The Luchsinger family has been among the most outspoken in defending the property rights of the region's landowners against ancestral land claims by the Mapuche. But Jorge said his cousin had taken a lower profile and refused police protection.
Lorena Fries, the director of Chile's official Human Rights Institute, warned Friday against cracking down using the anti-terror law, which allows for holding suspects in isolation without charges, using secret witnesses and other measures that have been discredited by Chile's courts in previous cases of Mapuche violence. Instead, she said Pinera should reach out to the Indians, and honor their demands for self-governance and the recovery of ancestral land. "Something has to be done so that everyone puts an end to the violence," she said.

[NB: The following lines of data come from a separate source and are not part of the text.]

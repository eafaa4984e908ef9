// Unless explicitly stated otherwise all files in this repository are licensed
// under the Apache License Version 2.0.
// This product includes software developed at Datadog (https://www.datadoghq.com/).
// Copyright 2026-present Datadog, Inc.

// Correctness
#![deny(clippy::string_slice)]
#![deny(clippy::cast_possible_wrap)]
#![deny(clippy::indexing_slicing)]
// Panicking code
#![deny(clippy::unwrap_used)]
#![deny(clippy::expect_used)]
#![deny(clippy::panic)]
#![deny(clippy::unimplemented)]
#![deny(clippy::todo)]
// Debug code that shouldn't be in production
#![deny(clippy::dbg_macro)]
#![deny(clippy::print_stdout)]
#![deny(clippy::print_stderr)]

pub mod cli;
pub mod command;
pub mod config;
mod errors;
pub mod launcher;
pub mod libraries;
pub mod mounts;
pub mod outputs;
pub mod patterns;
pub mod readiness;
pub mod runtime;
pub mod workspace;

#[cfg(test)]
pub(crate) mod test_utils;

// Re-export the public API
pub use config::{LaunchConfig, RawInputs};
pub use errors::{LaunchError, Result};
pub use launcher::{ContainerHandle, LaunchPlan, LaunchResult, launch, prepare, start};
pub use runtime::{ContainerRuntime, DockerCli};
pub use workspace::WorkspaceContext;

The Mapuches' demands for land and autonomy date back centuries. They resisted Spanish and Chilean domination for more than 300 years before they were forced south to Araucania in 1881. Many of the 700,000 Mapuches who survive among Chile's 17 million people still live in Araucania. A small fraction have been rebelling for decades, destroying forestry equipment and torching trees. Governments on the left and right have sent in police while offering programs that fall far short of their demands.
The Luchsinger family also arrived in Araucania in the late 1800s, from Switzerland, and benefited from the government's colonization policies for decades thereafter, becoming one of the largest landowners in Chile's Patagonia region. Their forestry and ranching companies now occupy vast stretches of southern Chile, and impoverished Mapuches live on the margins of their properties.